There is overwhelming scientific evidence that vaccines are safe and effective. A small number of children develop side effects such as a mild rash or soreness; stronger reactions are extremely rare. The modern anti-vaccination movement began in the late 1990s, with a since-debunked paper published in The Lancet medical journal by physician Andrew Wakefield that claimed to show a link between the Measles, Mumps, and Rubella (MMR) vaccine and autism in a group of 12 children. Wakefield's paper was retracted after it was found that he had falsified data, and he was stripped of his medical license. Since then, at least a dozen large-scale studies have found no link between vaccines and autism. But the idea is still promoted by celebrity anti-vaccine activists such as Jenny McCarthy and Robert F. Kennedy Jr.
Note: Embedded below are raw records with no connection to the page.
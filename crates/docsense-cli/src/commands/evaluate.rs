//! Evaluation commands for scoring classifier output

use std::path::Path;

use anyhow::{Context, Result};
use docsense_eval::metrics::{FieldEvaluator, MetricsReport};
use docsense_eval::report::{generate_field_report, generate_report};
use docsense_eval::{EvalConfig, Evaluator, ReportFormat, SampleLoader};

use super::{emit, report_format};
use crate::console::CliConsole;

/// Score predicted labels against ground truth
pub async fn labels(
    console: &CliConsole,
    config: EvalConfig,
    ground_truth: &Path,
    predictions: &Path,
    format: &str,
    output: Option<&Path>,
) -> Result<()> {
    let format = report_format(console, format);
    let loader = SampleLoader::new(config);

    let samples = loader
        .load_labeled(ground_truth, predictions)
        .context("Failed to load evaluation samples")?;
    console.info(&format!("Loaded {} samples", samples.len()));

    let metrics = Evaluator::new()
        .evaluate(&samples)
        .context("Evaluation failed")?;

    let rendered = generate_report(&metrics, format)?;
    emit(console, &rendered, output).await?;

    if format == ReportFormat::Table || output.is_some() {
        print_summary(console, &metrics);
    }

    Ok(())
}

/// Score extracted field values against ground truth
pub async fn fields(
    console: &CliConsole,
    config: EvalConfig,
    ground_truth: &Path,
    predictions: &Path,
    format: &str,
    output: Option<&Path>,
) -> Result<()> {
    let format = report_format(console, format);
    let loader = SampleLoader::new(config);

    let comparisons = loader
        .load_fields(ground_truth, predictions)
        .context("Failed to load field comparisons")?;
    console.info(&format!("Loaded {} field comparisons", comparisons.len()));

    let report = FieldEvaluator::new()
        .evaluate(&comparisons)
        .context("Field evaluation failed")?;

    let rendered = generate_field_report(&report, format)?;
    emit(console, &rendered, output).await?;

    if output.is_some() {
        console.success(&format!(
            "Field accuracy: {}/{} ({:.1}%)",
            report.matched,
            report.total,
            report.accuracy * 100.0
        ));
    }

    Ok(())
}

/// Show evaluation report from a previous run
pub async fn report(console: &CliConsole, input: &Path, format: &str) -> Result<()> {
    let content = tokio::fs::read_to_string(input)
        .await
        .with_context(|| format!("Failed to read {}", input.display()))?;
    let metrics: MetricsReport = serde_json::from_str(&content)
        .with_context(|| format!("{} is not a metrics JSON report", input.display()))?;

    let report = generate_report(&metrics, report_format(console, format))?;
    println!("{}", report);

    Ok(())
}

fn print_summary(console: &CliConsole, metrics: &MetricsReport) {
    console.print_separator();
    console.success(&format!(
        "Evaluation complete: {}/{} correct ({})",
        metrics.overall.correct,
        metrics.overall.total,
        metrics.overall.accuracy_percentage()
    ));
    if !metrics.misclassified.is_empty() {
        console.warn(&format!(
            "{} documents misclassified",
            metrics.misclassified.len()
        ));
    }
}

#[cfg(test)]
mod tests {
    use super::*;
    use docsense_eval::LabeledSample;
    use tempfile::TempDir;

    #[tokio::test]
    async fn test_report_renders_saved_metrics() {
        let dir = TempDir::new().unwrap();
        let input = dir.path().join("metrics.json");
        let metrics = docsense_eval::evaluate(&[LabeledSample::new("1.jpg", "check", "check")])
            .unwrap();
        std::fs::write(&input, serde_json::to_string(&metrics).unwrap()).unwrap();

        let console = CliConsole::new(false);
        assert!(report(&console, &input, "markdown").await.is_ok());
        assert!(report(&console, &input, "html").await.is_ok());
    }

    #[tokio::test]
    async fn test_report_rejects_ragged_confusion_matrix() {
        let dir = TempDir::new().unwrap();
        let input = dir.path().join("metrics.json");
        let metrics = docsense_eval::evaluate(&[LabeledSample::new("1.jpg", "check", "itr")])
            .unwrap();
        let mut value = serde_json::to_value(&metrics).unwrap();
        value["confusion"] = serde_json::json!({"labels": ["a", "b"], "counts": [[1]]});
        std::fs::write(&input, value.to_string()).unwrap();

        let err = report(&CliConsole::new(false), &input, "table")
            .await
            .unwrap_err();
        assert!(err.to_string().contains("is not a metrics JSON report"));
    }
}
Darla Shine, the wife of President Trump's communications director, recently made a bizarre claim on Twitter that getting measles later equips you to fight cancer. "Bring back our #ChildhoodDiseases," she wrote. "They keep you healthy."
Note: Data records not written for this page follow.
//! Metrics computation for evaluation
//!
//! This module provides the confusion tally, the label and field
//! evaluators, and the report types they produce.

mod confusion;
mod evaluator;
mod fields;
mod tally;
mod types;

pub use confusion::{Confusion, ConfusionMatrix};
pub use evaluator::{Evaluator, evaluate};
pub use fields::FieldEvaluator;
pub use tally::ConfusionTally;
pub use types::{ClassMetrics, FieldAccuracy, FieldReport, MetricsReport, OverallMetrics};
How common are such beliefs?
Only 2 percent of kids nationwide go unvaccinated for nonmedical reasons. But a much larger number of parents delay or skip some vaccines because of their fears about safety. A 2011 survey of parents with young children found that one in 10 used an alternative vaccine schedule to the one recommended by doctors. Some parents falsely believe too many vaccinations can "overload" a child's immune system, even though kids are exposed to millions of pathogens every day. The World Health Organization has labeled "vaccine hesitancy" one of the top 10 global health threats for 2019.
What's being done?
Eleven states have passed laws tightening requirements for vaccine exemptions. California passed one of the strictest laws in the country in 2015, abolishing all nonmedical exemptions, after a measles outbreak that began in Disneyland sickened dozens of unvaccinated children. In California, the vaccination rate has increased from 93 to 95 percent since the state's law passed. Public health officials say that more outreach and public education is needed to assuage parents' fears. "We do a disservice if we sort of denigrate or shout at families who choose not to vaccinate," Dr. Matthew F. Daley, a pediatrician who researches vaccination issues recently told The New York Times. "They don't want to harm their kid. We need to meet them where they're at."
Vaccines and the internet
Social media has become one of the main sources of vaccine misinformation. A study in the United Kingdom by the Royal Society for Public Health found that half of all parents with young children in the country were exposed to misleading information about vaccines on social media. A recent investigation in The Guardian found that the top 12 vaccine-related Facebook groups were all anti-vaccination; eight of the top 12 pages returned by Facebook's search engine contained anti-vaccine propaganda. YouTube's autofill suggestions and recommended videos also routinely steer users to anti-vaccination content. Researchers also observed Russian bot and troll accounts spreading virulently pro- and anti-vaccination content as part of their effort to sow political discord in the United States during the 2016 presidential election. "The social platforms have a responsibility to start investigating how this content is spreading and the impact these narratives are having on targeted audiences," says Renée DiResta, who researches online disinformation with the organization Data for Democracy.